• _Records provided_
>>>

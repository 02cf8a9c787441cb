use linked_bst::linked::Tree;

quickcheck::quickcheck! {
    fn from_parallel_equals_sequential_inserts(pairs: Vec<(i8, i8)>) -> bool {
        let (keys, values): (Vec<_>, Vec<_>) = pairs.iter().cloned().unzip();
        let bulk = Tree::from_parallel(keys, values);

        let mut seq = Tree::new();
        for (k, v) in pairs {
            seq.insert(k, v);
        }

        bulk.len() == seq.len() && bulk.to_string() == seq.to_string()
    }
}

quickcheck::quickcheck! {
    fn iter_yields_keys_in_non_decreasing_order(pairs: Vec<(i8, i8)>) -> bool {
        let tree: Tree<i8, i8> = pairs.into_iter().collect();
        let keys: Vec<i8> = tree.iter().map(|(k, _)| *k).collect();

        keys.windows(2).all(|w| w[0] <= w[1])
    }
}

quickcheck::quickcheck! {
    fn rendered_size_matches_len(pairs: Vec<(i8, i8)>) -> bool {
        let tree: Tree<i8, i8> = pairs.into_iter().collect();

        tree.to_string()
            .starts_with(&format!("<BinaryTree> size: {} values: [ ", tree.len()))
    }
}
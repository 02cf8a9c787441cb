//! Error types for tree operations.

use std::fmt;

use thiserror::Error;

/// Result type for tree operations that can fail.
pub type TreeResult<T> = Result<T, TreeError>;

/// Errors raised by tree operations.
///
/// Lookups are the only fallible operation; inserting and clearing are total
/// over well-formed inputs.
#[derive(Debug, Error, PartialEq, Eq)]
pub enum TreeError {
    /// The searched key is absent from the tree.
    #[error("key {key} not found in tree of size {size}")]
    KeyNotFound {
        /// Rendering of the key that was searched for.
        key: String,
        /// Number of entries in the tree at the time of the lookup.
        size: usize,
    },
}

impl TreeError {
    /// Creates a key-not-found error from the searched key and the current
    /// tree size.
    pub fn key_not_found(key: impl fmt::Display, size: usize) -> Self {
        Self::KeyNotFound {
            key: key.to_string(),
            size,
        }
    }
}

#[cfg(test)]
mod tests {
    use super::*;

    #[test]
    fn display_includes_key_and_size() {
        let err = TreeError::key_not_found(42, 3);
        assert_eq!(err.to_string(), "key 42 not found in tree of size 3");
    }

    #[test]
    fn constructor_renders_the_key() {
        let err = TreeError::key_not_found("alpha", 0);
        assert_eq!(
            err,
            TreeError::KeyNotFound {
                key: "alpha".to_string(),
                size: 0
            }
        );
    }
}
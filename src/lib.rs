//! This crate implements a linked, node-based Binary Search Tree (BST)
//! mapping keys to values.
//!
//! ## Binary Search Tree
//!
//! A Binary Search Tree is a data structure supporting operations to
//! insert and find stored records. BSTs are typically defined
//! recursively using the notion of a `Node`. A `Node` stores a key and an
//! associated value and will sometimes have child `Node`s. The most
//! important invariants of this BST are:
//!
//! 1. For every `Node`, all the `Node`s in its left subtree have a key
//!    less than or equal to its own key.
//! 2. For every `Node`, all the `Node`s in its right subtree have a key
//!    greater than its own key.
//!
//! > Note that some `Node`s have no children. These `Node`s are called "leaf nodes".
//!
//! Equal keys going left means duplicate keys are allowed: inserting a key
//! twice keeps both entries rather than overwriting the first. Searching
//! follows the same descent rule as insertion and returns whichever entry
//! for a key it reaches first from the root.
//!
//! Searching takes `O(height)` (where `height` is defined as the longest
//! path from the root `Node` to a leaf `Node`). This tree does no
//! rebalancing, so inserting keys in sorted order degrades the height to
//! `O(N)`. BSTs also naturally support sorted iteration by visiting the
//! left subtree, then the subtree root, then the right subtree.

#![deny(missing_docs, clippy::clone_on_ref_ptr)]

pub mod error;
pub mod linked;

#[cfg(test)]
pub(crate) mod test;
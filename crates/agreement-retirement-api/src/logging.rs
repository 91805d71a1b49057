use std::fmt::{Display, Formatter};
use std::str::FromStr;

use serde::{Deserialize, Serialize};
use tracing_subscriber::fmt;
use tracing_subscriber::prelude::*;
use tracing_subscriber::EnvFilter;

#[derive(Debug, Clone, Copy, Default, Serialize, Deserialize, Eq, PartialEq)]
#[serde(rename_all = "lowercase")]
pub enum LogFormat {
    #[default]
    Pretty,
    Json,
}

impl LogFormat {
    #[must_use]
    pub fn as_str(self) -> &'static str {
        match self {
            Self::Pretty => "pretty",
            Self::Json => "json",
        }
    }
}

impl Display for LogFormat {
    fn fmt(&self, f: &mut Formatter<'_>) -> std::fmt::Result {
        f.write_str(self.as_str())
    }
}

impl FromStr for LogFormat {
    type Err = LogError;

    fn from_str(value: &str) -> Result<Self, Self::Err> {
        match value.trim().to_ascii_lowercase().as_str() {
            "pretty" => Ok(Self::Pretty),
            "json" => Ok(Self::Json),
            other => Err(LogError::InvalidFormat(other.to_string())),
        }
    }
}

#[derive(Debug, thiserror::Error)]
pub enum LogError {
    #[error("invalid log format: {0} (expected pretty or json)")]
    InvalidFormat(String),
    #[error("failed to set global subscriber: {0}")]
    SetSubscriber(#[from] tracing_subscriber::util::TryInitError),
}

/// Install the global subscriber writing to stderr. `RUST_LOG` overrides `default_level`.
///
/// # Errors
/// Returns [`LogError::SetSubscriber`] when a global subscriber is already installed.
pub fn init_logging(format: LogFormat, default_level: &str) -> Result<(), LogError> {
    let env_filter =
        EnvFilter::try_from_default_env().unwrap_or_else(|_| EnvFilter::new(default_level));

    match format {
        LogFormat::Pretty => tracing_subscriber::registry()
            .with(env_filter)
            .with(fmt::layer().with_writer(std::io::stderr).with_target(true))
            .try_init()?,
        LogFormat::Json => tracing_subscriber::registry()
            .with(env_filter)
            .with(fmt::layer().json().with_writer(std::io::stderr).with_current_span(false))
            .try_init()?,
    }
    Ok(())
}

#[cfg(test)]
mod tests {
    use super::*;

    #[test]
    fn log_format_parses_case_insensitively() {
        assert!(matches!("JSON".parse::<LogFormat>(), Ok(LogFormat::Json)));
        assert!(matches!("pretty".parse::<LogFormat>(), Ok(LogFormat::Pretty)));
        assert!(matches!("xml".parse::<LogFormat>(), Err(LogError::InvalidFormat(_))));
    }
}
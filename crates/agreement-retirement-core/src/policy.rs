//! Time-interval policy predicate.
//!
//! A constraint holds while `valid_from <= now < valid_until`. An absent bound is
//! unbounded on that side, but a constraint with neither bound, a blank bound, or a
//! bound that does not parse is always a violation: the predicate never fails open.

use serde::{Deserialize, Serialize};
use time::format_description::well_known::Rfc3339;
use time::OffsetDateTime;

#[derive(Debug, Clone, Copy, Serialize, Deserialize, Eq, PartialEq, Hash)]
#[serde(rename_all = "snake_case")]
pub enum Bound {
    ValidFrom,
    ValidUntil,
}

impl Bound {
    #[must_use]
    pub fn as_str(self) -> &'static str {
        match self {
            Self::ValidFrom => "valid_from",
            Self::ValidUntil => "valid_until",
        }
    }
}

#[derive(Debug, Clone, Serialize, Deserialize, Eq, PartialEq)]
#[serde(tag = "kind", rename_all = "snake_case")]
pub enum ViolationKind {
    NotYetValid,
    Expired,
    MalformedBound { bound: Bound, raw: String },
    MissingBounds,
    InvertedInterval,
}

impl ViolationKind {
    /// Malformed or missing input, as opposed to a well-formed interval that does not hold.
    #[must_use]
    pub fn is_input_error(&self) -> bool {
        matches!(self, Self::MalformedBound { .. } | Self::MissingBounds | Self::InvertedInterval)
    }
}

#[derive(Debug, Clone, Serialize, Deserialize, Eq, PartialEq)]
#[serde(tag = "outcome", rename_all = "snake_case")]
pub enum PolicyOutcome {
    Satisfied,
    Violated { violation: ViolationKind },
}

impl PolicyOutcome {
    #[must_use]
    pub fn is_satisfied(&self) -> bool {
        matches!(self, Self::Satisfied)
    }

    #[must_use]
    pub fn violation(&self) -> Option<&ViolationKind> {
        match self {
            Self::Satisfied => None,
            Self::Violated { violation } => Some(violation),
        }
    }

    fn violated(violation: ViolationKind) -> Self {
        Self::Violated { violation }
    }
}

/// A time-bound constraint attached to an agreement. Bounds stay raw so that
/// malformed input reaches the evaluator instead of failing deserialization.
#[derive(Debug, Clone, Serialize, Deserialize, Eq, PartialEq)]
pub struct TimeIntervalConstraint {
    pub constraint_id: String,
    #[serde(default)]
    pub valid_from: Option<String>,
    #[serde(default)]
    pub valid_until: Option<String>,
}

impl TimeIntervalConstraint {
    #[must_use]
    pub fn evaluate(&self, now: OffsetDateTime) -> PolicyOutcome {
        evaluate_time_interval(now, self.valid_from.as_deref(), self.valid_until.as_deref())
    }
}

/// Parse an instant as RFC 3339 or as integer seconds since the Unix epoch.
#[must_use]
pub fn parse_instant(raw: &str) -> Option<OffsetDateTime> {
    let raw = raw.trim();
    if raw.is_empty() {
        return None;
    }
    if let Ok(parsed) = OffsetDateTime::parse(raw, &Rfc3339) {
        return Some(parsed);
    }
    raw.parse::<i64>().ok().and_then(|seconds| OffsetDateTime::from_unix_timestamp(seconds).ok())
}

#[must_use]
pub fn evaluate_time_interval(
    now: OffsetDateTime,
    valid_from: Option<&str>,
    valid_until: Option<&str>,
) -> PolicyOutcome {
    if valid_from.is_none() && valid_until.is_none() {
        return PolicyOutcome::violated(ViolationKind::MissingBounds);
    }

    let from = match parse_bound(Bound::ValidFrom, valid_from) {
        Ok(from) => from,
        Err(violation) => return PolicyOutcome::violated(violation),
    };
    let until = match parse_bound(Bound::ValidUntil, valid_until) {
        Ok(until) => until,
        Err(violation) => return PolicyOutcome::violated(violation),
    };

    evaluate_interval(now, from, until)
}

/// Evaluate already-parsed bounds. Both `None` is treated as a missing constraint.
#[must_use]
pub fn evaluate_interval(
    now: OffsetDateTime,
    valid_from: Option<OffsetDateTime>,
    valid_until: Option<OffsetDateTime>,
) -> PolicyOutcome {
    match (valid_from, valid_until) {
        (None, None) => PolicyOutcome::violated(ViolationKind::MissingBounds),
        (Some(from), Some(until)) if from >= until => {
            PolicyOutcome::violated(ViolationKind::InvertedInterval)
        }
        (from, until) => {
            if from.is_some_and(|from| now < from) {
                PolicyOutcome::violated(ViolationKind::NotYetValid)
            } else if until.is_some_and(|until| now >= until) {
                PolicyOutcome::violated(ViolationKind::Expired)
            } else {
                PolicyOutcome::Satisfied
            }
        }
    }
}

fn parse_bound(bound: Bound, raw: Option<&str>) -> Result<Option<OffsetDateTime>, ViolationKind> {
    match raw {
        None => Ok(None),
        Some(raw) => parse_instant(raw)
            .map(Some)
            .ok_or_else(|| ViolationKind::MalformedBound { bound, raw: raw.to_string() }),
    }
}
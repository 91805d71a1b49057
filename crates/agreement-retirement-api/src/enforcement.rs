use std::fmt::{Display, Formatter};
use std::sync::Arc;

use agreement_retirement_core::{ReasonCode, RetirementRecord};
use serde::{Deserialize, Serialize};

use crate::RetirementService;

#[derive(Debug, Clone, Copy, Serialize, Deserialize, Eq, PartialEq, Hash)]
#[serde(rename_all = "SCREAMING_SNAKE_CASE")]
pub enum DenyCode {
    AgreementRetiredManual,
    AgreementRetiredPolicyViolation,
    AgreementRetiredExpired,
    AgreementRetired,
    RetirementStatusUnavailable,
    InvalidAgreementId,
}

impl DenyCode {
    #[must_use]
    pub fn as_str(self) -> &'static str {
        match self {
            Self::AgreementRetiredManual => "AGREEMENT_RETIRED_MANUAL",
            Self::AgreementRetiredPolicyViolation => "AGREEMENT_RETIRED_POLICY_VIOLATION",
            Self::AgreementRetiredExpired => "AGREEMENT_RETIRED_EXPIRED",
            Self::AgreementRetired => "AGREEMENT_RETIRED",
            Self::RetirementStatusUnavailable => "RETIREMENT_STATUS_UNAVAILABLE",
            Self::InvalidAgreementId => "INVALID_AGREEMENT_ID",
        }
    }

    #[must_use]
    pub fn for_reason(reason: &ReasonCode) -> Self {
        match reason {
            ReasonCode::Manual => Self::AgreementRetiredManual,
            ReasonCode::PolicyViolation { .. } => Self::AgreementRetiredPolicyViolation,
            ReasonCode::Expired => Self::AgreementRetiredExpired,
            ReasonCode::Other => Self::AgreementRetired,
        }
    }
}

impl Display for DenyCode {
    fn fmt(&self, f: &mut Formatter<'_>) -> std::fmt::Result {
        f.write_str(self.as_str())
    }
}

#[derive(Debug, Clone, Serialize, Deserialize, Eq, PartialEq)]
#[serde(tag = "decision", rename_all = "snake_case")]
pub enum EnforcementDecision {
    Allow,
    Deny { code: DenyCode, message: String },
}

impl EnforcementDecision {
    #[must_use]
    pub fn is_allowed(&self) -> bool {
        matches!(self, Self::Allow)
    }

    #[must_use]
    pub fn deny_code(&self) -> Option<DenyCode> {
        match self {
            Self::Allow => None,
            Self::Deny { code, .. } => Some(*code),
        }
    }

    fn retired(record: &RetirementRecord) -> Self {
        Self::Deny {
            code: DenyCode::for_reason(&record.reason_code()),
            message: format!("Contract Agreement with ID={} has been retired", record.agreement_id),
        }
    }
}

/// Authorization checkpoint consulted before transfers start and by periodic
/// re-validation. Reads only; any failure to read the retirement status denies.
#[derive(Clone)]
pub struct EnforcementAdapter {
    service: Arc<RetirementService>,
}

impl EnforcementAdapter {
    #[must_use]
    pub fn new(service: Arc<RetirementService>) -> Self {
        Self { service }
    }

    #[must_use]
    pub fn check_allowed(&self, agreement_id: &str) -> EnforcementDecision {
        if agreement_id.trim().is_empty() {
            return EnforcementDecision::Deny {
                code: DenyCode::InvalidAgreementId,
                message: "agreement id MUST be non-empty".to_string(),
            };
        }

        match self.service.get(agreement_id) {
            Ok(None) => EnforcementDecision::Allow,
            Ok(Some(record)) => {
                let decision = EnforcementDecision::retired(&record);
                tracing::debug!(agreement_id, reason = %record.reason, "denied retired agreement");
                decision
            }
            Err(err) => {
                tracing::warn!(agreement_id, error = %err, "retirement status unavailable; denying");
                EnforcementDecision::Deny {
                    code: DenyCode::RetirementStatusUnavailable,
                    message: format!(
                        "retirement status of Contract Agreement with ID={agreement_id} is unavailable"
                    ),
                }
            }
        }
    }
}

#[cfg(test)]
mod tests {
    use super::*;
    use crate::LogAuditSink;
    use agreement_retirement_core::{
        CompiledQuery, FixedClock, InMemoryRetirementStore, RetirementError, RetirementOutcome,
        RetirementStore, EXPIRED_REASON, MANUAL_REASON, POLICY_MONITOR_ACTOR,
    };
    use time::OffsetDateTime;

    struct UnavailableStore;

    impl RetirementStore for UnavailableStore {
        fn insert_if_absent(&self, _record: &RetirementRecord) -> Result<RetirementOutcome, RetirementError> {
            Err(RetirementError::TransientStoreFailure("database is locked".to_string()))
        }

        fn get_by_agreement_id(&self, _agreement_id: &str) -> Result<Option<RetirementRecord>, RetirementError> {
            Err(RetirementError::TransientStoreFailure("database is locked".to_string()))
        }

        fn query(&self, _query: &CompiledQuery) -> Result<Vec<RetirementRecord>, RetirementError> {
            Err(RetirementError::TransientStoreFailure("database is locked".to_string()))
        }
    }

    fn adapter_over(store: Arc<dyn RetirementStore>) -> (EnforcementAdapter, Arc<RetirementService>) {
        let service = Arc::new(RetirementService::new(
            store,
            Arc::new(LogAuditSink),
            Arc::new(FixedClock::new(OffsetDateTime::UNIX_EPOCH)),
        ));
        (EnforcementAdapter::new(Arc::clone(&service)), service)
    }

    #[test]
    fn deny_codes_distinguish_retirement_reasons() -> Result<(), RetirementError> {
        let (adapter, service) = adapter_over(Arc::new(InMemoryRetirementStore::new()));
        service.retire("manual", MANUAL_REASON, "alice")?;
        service.retire("violated", "POLICY_VIOLATION:c-1", POLICY_MONITOR_ACTOR)?;
        service.retire("expired", EXPIRED_REASON, "alice")?;
        service.retire("other", "customer request", "alice")?;

        assert_eq!(adapter.check_allowed("manual").deny_code(), Some(DenyCode::AgreementRetiredManual));
        assert_eq!(
            adapter.check_allowed("violated").deny_code(),
            Some(DenyCode::AgreementRetiredPolicyViolation)
        );
        assert_eq!(adapter.check_allowed("expired").deny_code(), Some(DenyCode::AgreementRetiredExpired));
        assert_eq!(adapter.check_allowed("other").deny_code(), Some(DenyCode::AgreementRetired));
        assert!(adapter.check_allowed("active").is_allowed());
        Ok(())
    }

    #[test]
    fn deny_message_names_the_agreement() -> Result<(), RetirementError> {
        let (adapter, service) = adapter_over(Arc::new(InMemoryRetirementStore::new()));
        service.retire("agreement-7", MANUAL_REASON, "alice")?;
        match adapter.check_allowed("agreement-7") {
            EnforcementDecision::Deny { message, .. } => {
                assert_eq!(message, "Contract Agreement with ID=agreement-7 has been retired");
            }
            EnforcementDecision::Allow => panic!("retired agreement must be denied"),
        }
        Ok(())
    }

    #[test]
    fn store_failure_fails_closed() {
        let (adapter, _service) = adapter_over(Arc::new(UnavailableStore));
        assert_eq!(
            adapter.check_allowed("agreement-1").deny_code(),
            Some(DenyCode::RetirementStatusUnavailable)
        );
    }

    #[test]
    fn blank_agreement_id_is_denied() {
        let (adapter, _service) = adapter_over(Arc::new(InMemoryRetirementStore::new()));
        assert_eq!(adapter.check_allowed(" ").deny_code(), Some(DenyCode::InvalidAgreementId));
    }

    #[test]
    fn decisions_serialize_with_stable_codes() -> Result<(), serde_json::Error> {
        let value = serde_json::to_value(EnforcementDecision::Deny {
            code: DenyCode::AgreementRetiredPolicyViolation,
            message: "m".to_string(),
        })?;
        assert_eq!(value["decision"], "deny");
        assert_eq!(value["code"], "AGREEMENT_RETIRED_POLICY_VIOLATION");
        assert_eq!(serde_json::to_value(EnforcementDecision::Allow)?["decision"], "allow");
        Ok(())
    }
}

<<<

• _Task requirements_
The entries above hold the needed span. Transcribe exactly the lines from the one with "are typically defined" to the one with "inserting a key", both included.

• _The answer_
//! insert and find stored records. BSTs are typically defined
//! recursively using the notion of a `Node`. A `Node` stores a key and an
//! associated value and will sometimes have child `Node`s. The most
//! important invariants of this BST are:
//!
//! 1. For every `Node`, all the `Node`s in its left subtree have a key
//!    less than or equal to its own key.
//! 2. For every `Node`, all the `Node`s in its right subtree have a key
//!    greater than its own key.
//!
//! > Note that some `Node`s have no children. These `Node`s are called "leaf nodes".
//!
//! Equal keys going left means duplicate keys are allowed: inserting a key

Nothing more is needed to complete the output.